Here is a photo of the six bottles of trombone slide oil that I plan to have analyzed (I have collected many other trombone slide oil bottles but they are empty).
![Image](http://www.yeodoug.com/_forum_images/Yeo_trombone_slide_oil_bottles_composite.jpg)
I'd like to know if any forum members have other bottles of historical trombone slide oil by other makers that they would be willing to sell or donate to me so I could use them in this study. The six bottles that I have will give us a good sample of the kinds of oil used by players over many years. But there are certainly other companies that made slide oil in the first half of the twentieth century. For instance, I would love to find a bottle of trombone slide oil made by the Standard Oil Company (ESSO, now EXXON). That the largest oil company in the world made trombone slide oil is something I find fascinating. See this advertisement that I recently acquired, from the Minneapolis Star Tribune, February 6, 1946:
![Image](http://www.yeodoug.com/_forum_images/Standard_Oil_trombone_oil_advertisement_1946.jpg)

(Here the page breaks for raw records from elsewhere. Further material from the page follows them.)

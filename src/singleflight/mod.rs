//! Single-flight coalescing
//!
//! At most one execution per key is in progress at any time. Callers that
//! arrive while a flight is running await the same shared future and receive
//! a clone of its output. The check-then-insert happens under the map's
//! entry lock, so the primitive is safe on a multi-threaded runtime.
//!
//! A settled flight can be kept around for a short `linger` window. Callers
//! arriving within that window reuse the settled result instead of starting
//! a new execution; afterwards the key is cleared and the next call starts a
//! fresh flight.

use dashmap::mapref::entry::Entry;
use dashmap::DashMap;
use futures::future::{BoxFuture, FutureExt, Shared};
use std::future::Future;
use std::hash::Hash;
use std::sync::atomic::{AtomicU64, Ordering};
use std::sync::Arc;
use std::time::Duration;

struct Flight<T> {
    id: u64,
    future: Shared<BoxFuture<'static, T>>,
}

/// Per-key single-flight group
pub struct SingleFlight<K, T>
where
    K: Eq + Hash,
    T: Clone,
{
    flights: Arc<DashMap<K, Flight<T>>>,
    next_id: AtomicU64,
    linger: Duration,
}

impl<K, T> Default for SingleFlight<K, T>
where
    K: Eq + Hash + Clone + Send + Sync + 'static,
    T: Clone + Send + Sync + 'static,
{
    fn default() -> Self {
        Self::new()
    }
}

impl<K, T> SingleFlight<K, T>
where
    K: Eq + Hash + Clone + Send + Sync + 'static,
    T: Clone + Send + Sync + 'static,
{
    /// Create a group that clears a key as soon as its flight settles
    pub fn new() -> Self {
        Self::with_linger(Duration::ZERO)
    }

    /// Create a group that keeps settled results for `linger`
    pub fn with_linger(linger: Duration) -> Self {
        Self {
            flights: Arc::new(DashMap::new()),
            next_id: AtomicU64::new(0),
            linger,
        }
    }

    /// Run `make()` for `key`, or join the flight already running for it.
    ///
    /// `make` is only invoked by the caller that starts the flight. It runs
    /// while the group's entry for `key` is locked, so it must only build the
    /// future and never touch this group (`is_in_flight` included).
    pub async fn run<F, Fut>(&self, key: K, make: F) -> T
    where
        F: FnOnce() -> Fut,
        Fut: Future<Output = T> + Send + 'static,
    {
        let shared = match self.flights.entry(key.clone()) {
            Entry::Occupied(entry) => {
                tracing::debug!("Joining in-flight operation");
                entry.get().future.clone()
            }
            Entry::Vacant(entry) => {
                let id = self.next_id.fetch_add(1, Ordering::Relaxed);
                let flights = Arc::clone(&self.flights);
                let linger = self.linger;
                let inner = make();

                let future = async move {
                    let output = inner.await;
                    Self::schedule_clear(flights, key, id, linger);
                    output
                }
                .boxed()
                .shared();

                entry.insert(Flight {
                    id,
                    future: future.clone(),
                });
                future
            }
        };

        shared.await
    }

    /// True while a flight (running or lingering) is registered for `key`
    pub fn is_in_flight(&self, key: &K) -> bool {
        self.flights.contains_key(key)
    }

    /// Number of registered flights
    pub fn len(&self) -> usize {
        self.flights.len()
    }

    /// True when no flight is registered
    pub fn is_empty(&self) -> bool {
        self.flights.is_empty()
    }

    fn schedule_clear(flights: Arc<DashMap<K, Flight<T>>>, key: K, id: u64, linger: Duration) {
        if linger.is_zero() {
            flights.remove_if(&key, |_, flight| flight.id == id);
            return;
        }

        tokio::spawn(async move {
            tokio::time::sleep(linger).await;
            flights.remove_if(&key, |_, flight| flight.id == id);
        });
    }
}
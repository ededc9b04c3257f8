//! Credential stores

use async_trait::async_trait;
use parking_lot::Mutex;
use std::path::{Path, PathBuf};

use super::{AuthError, CredentialStore, Credentials};

/// Process-local store
#[derive(Debug, Default)]
pub struct MemoryCredentialStore {
    credentials: Mutex<Option<Credentials>>,
}

impl MemoryCredentialStore {
    pub fn new() -> Self {
        Self::default()
    }

    pub fn with_credentials(credentials: Credentials) -> Self {
        Self {
            credentials: Mutex::new(Some(credentials)),
        }
    }

    /// Snapshot without going through the async trait
    pub fn current(&self) -> Option<Credentials> {
        self.credentials.lock().clone()
    }
}

#[async_trait]
impl CredentialStore for MemoryCredentialStore {
    async fn load(&self) -> Result<Option<Credentials>, AuthError> {
        Ok(self.credentials.lock().clone())
    }

    async fn save(&self, credentials: &Credentials) -> Result<(), AuthError> {
        *self.credentials.lock() = Some(credentials.clone());
        Ok(())
    }

    async fn clear(&self) -> Result<(), AuthError> {
        *self.credentials.lock() = None;
        Ok(())
    }
}

/// JSON file holding `{accessToken, refreshToken}`
#[derive(Debug, Clone)]
pub struct FileCredentialStore {
    path: PathBuf,
}

impl FileCredentialStore {
    pub fn new(path: impl Into<PathBuf>) -> Self {
        Self { path: path.into() }
    }

    pub fn path(&self) -> &Path {
        &self.path
    }
}

#[async_trait]
impl CredentialStore for FileCredentialStore {
    async fn load(&self) -> Result<Option<Credentials>, AuthError> {
        let content = match tokio::fs::read_to_string(&self.path).await {
            Ok(content) => content,
            Err(e) if e.kind() == std::io::ErrorKind::NotFound => return Ok(None),
            Err(e) => return Err(e.into()),
        };

        if content.trim().is_empty() {
            return Ok(None);
        }
        Ok(Some(serde_json::from_str(&content)?))
    }

    async fn save(&self, credentials: &Credentials) -> Result<(), AuthError> {
        if let Some(parent) = self.path.parent() {
            if !parent.as_os_str().is_empty() {
                tokio::fs::create_dir_all(parent).await?;
            }
        }

        let json = serde_json::to_string_pretty(credentials)?;
        tokio::fs::write(&self.path, json).await?;
        tracing::debug!(path = %self.path.display(), "Credentials saved");
        Ok(())
    }

    async fn clear(&self) -> Result<(), AuthError> {
        match tokio::fs::remove_file(&self.path).await {
            Ok(()) => Ok(()),
            Err(e) if e.kind() == std::io::ErrorKind::NotFound => Ok(()),
            Err(e) => Err(e.into()),
        }
    }
}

If you have a bottle of historical trombone slide oil you'd be willing to part with for this study, I'd love to hear about it. Please reply to this thread or email me; my email address may be found on my Wheaton College bio page:
https://www.wheaton.edu/academics/faculty/douglas-yeo/
Thank you very much for your help in what I hope will be an interesting and informative study on a little corner of trombone history.